Commentary | Misrepresenting Canada

LETTER

Re: “Misremembering warfare” (Commentary, November 11, page 11)

Whoever the authors of this piece are, they stepped over the graves of Canadians and hid behind the anonymity afforded to them by Demilitarize McGill. They tried to blur the lines between U.S. and Canadian military endeavors and practices, and pretended that we share the same history. Worst of all, they disrespected something they don’t seem to understand.

Remembrance Day isn’t about current or continuing warfare; it’s about the strife, hardship, and loss of life that has affected Canadian soldiers and their families. It’s not about celebrating war, it’s a continued practice so that we never forget the Canadians who fell in combat, regardless of why they were fighting. This is who we think of when we say ‘Lest We Forget’ and ‘Je Me Souviens.’

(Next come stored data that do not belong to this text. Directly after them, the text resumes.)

//! Ingestion entrypoints.
//!
//! Inputs are delimited text files described by a [`ReadConfig`]; see [`csv`] for the typing
//! rules.

pub mod csv;

pub use csv::{ingest_csv_from_path, ingest_csv_from_reader, parse_dtype, ReadConfig};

Seeing as the opinion of Demilitarize was published though, I should point out how they are shaming their cause with misinformation, generalizations, and loose conjecture.

First of all, just like the U.S. and Canada are separate and independent nations, the Canadian military is not, and does not represent, the U.S. armed forces. Canadian forces have not been fighting alongside the Americans in the Iraq War, and seeing as the authors are using the context of Canadian military presence on campus, I see no reason why the Iraq War should be cited. For decades the chief activity of the Canadian forces has been peacekeeping; but that doesn’t count, right?

As for “the people of colour targeted for distant assassination by CIA drones,” the authors are surely aware that the CIA is a U.S. federal agency. Also, the drones used by Canadians are unarmed and primarily for surveillance, such as in the far north. Finally, when it comes to the American Civil Liberties Union report on the recruitment of minors in the U.S. that was cited in the article, a simple control-f and we find that Canada isn’t mentioned once in the text.

Demilitarize McGill should focus on finding solutions for the issues they present rather than writing shock commentaries and thoughtlessly protesting Canadian traditions.